[Start of Attachment]
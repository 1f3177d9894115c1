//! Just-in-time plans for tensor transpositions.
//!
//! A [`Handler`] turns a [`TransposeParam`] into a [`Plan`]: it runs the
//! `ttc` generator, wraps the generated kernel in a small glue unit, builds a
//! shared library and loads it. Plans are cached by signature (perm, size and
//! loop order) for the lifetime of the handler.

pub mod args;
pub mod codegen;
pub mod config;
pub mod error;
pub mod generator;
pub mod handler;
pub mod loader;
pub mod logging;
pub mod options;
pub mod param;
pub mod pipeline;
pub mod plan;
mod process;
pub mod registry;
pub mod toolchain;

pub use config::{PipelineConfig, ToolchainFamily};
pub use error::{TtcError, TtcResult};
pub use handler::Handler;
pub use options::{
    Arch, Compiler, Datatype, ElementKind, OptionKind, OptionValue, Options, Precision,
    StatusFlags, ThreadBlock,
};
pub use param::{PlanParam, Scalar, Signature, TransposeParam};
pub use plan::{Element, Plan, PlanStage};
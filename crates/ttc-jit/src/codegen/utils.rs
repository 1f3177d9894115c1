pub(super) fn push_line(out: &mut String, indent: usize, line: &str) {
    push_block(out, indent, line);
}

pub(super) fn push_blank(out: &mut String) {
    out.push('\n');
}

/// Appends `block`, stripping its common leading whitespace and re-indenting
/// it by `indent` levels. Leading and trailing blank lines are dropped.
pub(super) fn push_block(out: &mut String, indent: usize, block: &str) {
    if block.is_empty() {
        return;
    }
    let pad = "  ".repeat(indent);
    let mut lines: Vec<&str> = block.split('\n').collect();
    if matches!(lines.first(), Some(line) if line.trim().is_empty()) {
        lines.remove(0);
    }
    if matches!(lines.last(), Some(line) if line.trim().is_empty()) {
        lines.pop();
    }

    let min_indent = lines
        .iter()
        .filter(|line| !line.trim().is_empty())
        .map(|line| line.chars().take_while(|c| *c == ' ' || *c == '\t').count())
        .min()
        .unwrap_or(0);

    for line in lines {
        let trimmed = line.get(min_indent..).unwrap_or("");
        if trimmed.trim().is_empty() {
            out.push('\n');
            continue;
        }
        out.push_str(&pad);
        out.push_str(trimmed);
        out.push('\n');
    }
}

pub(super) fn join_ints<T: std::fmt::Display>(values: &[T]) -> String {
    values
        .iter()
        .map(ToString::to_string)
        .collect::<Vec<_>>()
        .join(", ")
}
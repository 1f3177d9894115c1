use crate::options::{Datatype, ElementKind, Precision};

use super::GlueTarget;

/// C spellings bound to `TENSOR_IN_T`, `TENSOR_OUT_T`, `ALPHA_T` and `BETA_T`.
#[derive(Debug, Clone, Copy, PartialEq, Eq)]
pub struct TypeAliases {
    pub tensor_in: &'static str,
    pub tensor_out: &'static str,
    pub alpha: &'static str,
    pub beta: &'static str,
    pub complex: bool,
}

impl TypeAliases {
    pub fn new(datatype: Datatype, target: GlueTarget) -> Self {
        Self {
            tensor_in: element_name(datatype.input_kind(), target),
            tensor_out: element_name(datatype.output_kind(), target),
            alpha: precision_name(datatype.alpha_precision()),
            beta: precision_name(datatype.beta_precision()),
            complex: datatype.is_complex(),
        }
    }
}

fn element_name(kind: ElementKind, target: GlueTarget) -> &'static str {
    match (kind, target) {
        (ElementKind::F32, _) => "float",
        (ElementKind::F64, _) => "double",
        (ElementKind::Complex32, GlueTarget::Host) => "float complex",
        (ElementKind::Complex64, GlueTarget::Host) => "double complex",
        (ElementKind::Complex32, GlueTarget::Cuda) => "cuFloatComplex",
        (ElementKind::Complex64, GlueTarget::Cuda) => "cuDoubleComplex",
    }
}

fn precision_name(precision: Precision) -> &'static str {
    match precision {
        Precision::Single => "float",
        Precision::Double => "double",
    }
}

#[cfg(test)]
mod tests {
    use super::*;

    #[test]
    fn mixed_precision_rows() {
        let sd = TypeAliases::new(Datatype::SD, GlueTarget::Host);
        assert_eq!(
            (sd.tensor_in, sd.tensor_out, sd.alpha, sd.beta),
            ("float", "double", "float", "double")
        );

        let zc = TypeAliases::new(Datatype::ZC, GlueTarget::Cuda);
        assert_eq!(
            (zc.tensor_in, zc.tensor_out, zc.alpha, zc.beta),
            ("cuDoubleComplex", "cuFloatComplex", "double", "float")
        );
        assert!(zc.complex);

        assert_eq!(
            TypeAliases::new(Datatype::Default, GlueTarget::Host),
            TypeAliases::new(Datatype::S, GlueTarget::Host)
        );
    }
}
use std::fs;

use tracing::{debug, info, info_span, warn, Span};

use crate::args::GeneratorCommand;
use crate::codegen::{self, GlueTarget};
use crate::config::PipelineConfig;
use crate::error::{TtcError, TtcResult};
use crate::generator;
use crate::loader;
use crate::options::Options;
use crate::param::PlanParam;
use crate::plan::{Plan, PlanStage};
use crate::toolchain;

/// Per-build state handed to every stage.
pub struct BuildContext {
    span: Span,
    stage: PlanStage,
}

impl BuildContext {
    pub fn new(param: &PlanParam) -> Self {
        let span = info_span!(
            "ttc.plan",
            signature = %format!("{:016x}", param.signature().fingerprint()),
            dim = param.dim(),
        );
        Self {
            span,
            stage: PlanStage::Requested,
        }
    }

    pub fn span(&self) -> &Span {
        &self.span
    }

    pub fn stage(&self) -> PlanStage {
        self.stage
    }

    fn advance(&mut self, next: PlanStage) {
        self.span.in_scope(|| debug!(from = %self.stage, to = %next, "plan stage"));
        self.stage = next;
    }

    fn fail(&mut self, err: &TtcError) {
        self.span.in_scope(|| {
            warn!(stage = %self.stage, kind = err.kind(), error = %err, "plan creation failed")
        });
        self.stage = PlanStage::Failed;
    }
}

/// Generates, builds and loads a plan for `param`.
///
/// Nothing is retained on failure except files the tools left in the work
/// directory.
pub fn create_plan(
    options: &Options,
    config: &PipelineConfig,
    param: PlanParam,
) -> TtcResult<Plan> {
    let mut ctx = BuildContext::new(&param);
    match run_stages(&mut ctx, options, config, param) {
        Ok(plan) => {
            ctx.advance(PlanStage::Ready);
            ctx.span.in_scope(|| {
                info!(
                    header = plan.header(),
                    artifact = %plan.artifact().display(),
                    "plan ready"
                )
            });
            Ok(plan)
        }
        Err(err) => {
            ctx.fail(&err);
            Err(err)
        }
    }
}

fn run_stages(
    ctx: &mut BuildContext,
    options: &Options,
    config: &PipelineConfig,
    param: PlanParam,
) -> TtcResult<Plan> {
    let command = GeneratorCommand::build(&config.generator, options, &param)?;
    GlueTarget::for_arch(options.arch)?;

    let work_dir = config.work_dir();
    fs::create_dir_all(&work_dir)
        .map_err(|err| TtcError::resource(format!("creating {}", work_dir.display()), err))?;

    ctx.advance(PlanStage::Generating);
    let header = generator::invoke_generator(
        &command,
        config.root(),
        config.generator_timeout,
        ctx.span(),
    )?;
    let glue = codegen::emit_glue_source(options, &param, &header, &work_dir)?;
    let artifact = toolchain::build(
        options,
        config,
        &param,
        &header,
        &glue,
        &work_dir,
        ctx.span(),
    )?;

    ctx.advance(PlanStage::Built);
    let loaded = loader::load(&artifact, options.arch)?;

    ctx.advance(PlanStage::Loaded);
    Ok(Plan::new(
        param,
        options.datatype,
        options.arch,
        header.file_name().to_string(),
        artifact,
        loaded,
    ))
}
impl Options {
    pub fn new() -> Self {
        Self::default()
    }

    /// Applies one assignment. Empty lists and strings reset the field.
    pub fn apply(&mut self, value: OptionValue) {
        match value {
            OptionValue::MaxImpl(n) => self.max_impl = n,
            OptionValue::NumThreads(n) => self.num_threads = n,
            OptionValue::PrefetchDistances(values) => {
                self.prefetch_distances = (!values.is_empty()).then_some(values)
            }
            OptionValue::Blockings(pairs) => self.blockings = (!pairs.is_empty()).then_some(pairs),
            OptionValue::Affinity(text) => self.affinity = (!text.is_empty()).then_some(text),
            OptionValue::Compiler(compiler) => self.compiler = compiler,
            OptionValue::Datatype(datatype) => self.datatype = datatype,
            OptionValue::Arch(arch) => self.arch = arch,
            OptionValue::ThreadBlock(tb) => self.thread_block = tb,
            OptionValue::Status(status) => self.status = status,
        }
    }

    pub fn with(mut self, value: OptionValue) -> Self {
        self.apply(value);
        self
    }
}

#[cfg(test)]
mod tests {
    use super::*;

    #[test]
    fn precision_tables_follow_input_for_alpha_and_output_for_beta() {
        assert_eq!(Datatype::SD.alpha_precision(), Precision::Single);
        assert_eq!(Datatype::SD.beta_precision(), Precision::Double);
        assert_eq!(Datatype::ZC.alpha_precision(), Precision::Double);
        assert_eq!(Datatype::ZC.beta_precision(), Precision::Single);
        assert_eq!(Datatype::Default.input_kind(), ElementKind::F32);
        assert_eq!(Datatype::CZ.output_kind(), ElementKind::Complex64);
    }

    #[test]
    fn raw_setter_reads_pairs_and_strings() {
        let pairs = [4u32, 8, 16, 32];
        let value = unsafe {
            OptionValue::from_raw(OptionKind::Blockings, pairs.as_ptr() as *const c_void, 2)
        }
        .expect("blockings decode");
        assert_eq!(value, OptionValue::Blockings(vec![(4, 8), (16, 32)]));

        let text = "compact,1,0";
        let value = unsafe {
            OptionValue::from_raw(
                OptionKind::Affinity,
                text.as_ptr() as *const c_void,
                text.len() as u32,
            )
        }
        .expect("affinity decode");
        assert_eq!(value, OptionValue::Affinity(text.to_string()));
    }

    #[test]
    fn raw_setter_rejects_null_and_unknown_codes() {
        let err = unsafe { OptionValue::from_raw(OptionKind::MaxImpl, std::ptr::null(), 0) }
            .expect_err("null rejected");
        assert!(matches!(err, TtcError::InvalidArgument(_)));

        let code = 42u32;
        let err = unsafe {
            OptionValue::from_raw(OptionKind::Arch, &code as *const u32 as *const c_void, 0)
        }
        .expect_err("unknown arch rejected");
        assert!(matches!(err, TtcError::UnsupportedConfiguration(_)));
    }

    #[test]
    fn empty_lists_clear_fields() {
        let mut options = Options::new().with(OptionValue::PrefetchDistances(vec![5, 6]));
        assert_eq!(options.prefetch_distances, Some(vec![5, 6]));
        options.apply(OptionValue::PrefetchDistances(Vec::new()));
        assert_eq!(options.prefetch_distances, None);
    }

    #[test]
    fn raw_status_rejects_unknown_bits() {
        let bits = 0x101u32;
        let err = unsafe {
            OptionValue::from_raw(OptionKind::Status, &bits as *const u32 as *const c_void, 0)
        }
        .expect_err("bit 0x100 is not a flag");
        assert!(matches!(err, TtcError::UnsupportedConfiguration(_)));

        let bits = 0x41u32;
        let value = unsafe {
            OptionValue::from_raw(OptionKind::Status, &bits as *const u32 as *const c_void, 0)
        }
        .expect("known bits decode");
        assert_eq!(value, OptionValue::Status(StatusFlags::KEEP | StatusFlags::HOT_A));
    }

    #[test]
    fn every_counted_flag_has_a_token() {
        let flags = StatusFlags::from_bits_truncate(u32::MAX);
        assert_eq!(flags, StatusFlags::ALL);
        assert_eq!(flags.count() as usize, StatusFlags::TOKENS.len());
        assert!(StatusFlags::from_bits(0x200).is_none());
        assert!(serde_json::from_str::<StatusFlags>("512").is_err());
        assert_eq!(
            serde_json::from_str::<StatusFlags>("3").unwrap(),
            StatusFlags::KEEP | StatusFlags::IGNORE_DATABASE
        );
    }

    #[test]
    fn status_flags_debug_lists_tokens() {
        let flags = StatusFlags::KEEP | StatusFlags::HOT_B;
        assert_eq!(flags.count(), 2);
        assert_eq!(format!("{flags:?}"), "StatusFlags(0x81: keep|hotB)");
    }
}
[End of Attachment]
## WORK REQUEST
Transcribe only the lines from the beginning of the entries to the line with "pub mod loader;", inclusive, exactly as written.

## ANSWER TO THE EXERCISE
repository 1f3177d9894115c1
//! Just-in-time plans for tensor transpositions.
//!
//! A [`Handler`] turns a [`TransposeParam`] into a [`Plan`]: it runs the
//! `ttc` generator, wraps the generated kernel in a small glue unit, builds a
//! shared library and loads it. Plans are cached by signature (perm, size and
//! loop order) for the lifetime of the handler.

pub mod args;
pub mod codegen;
pub mod config;
pub mod error;
pub mod generator;
pub mod handler;
pub mod loader;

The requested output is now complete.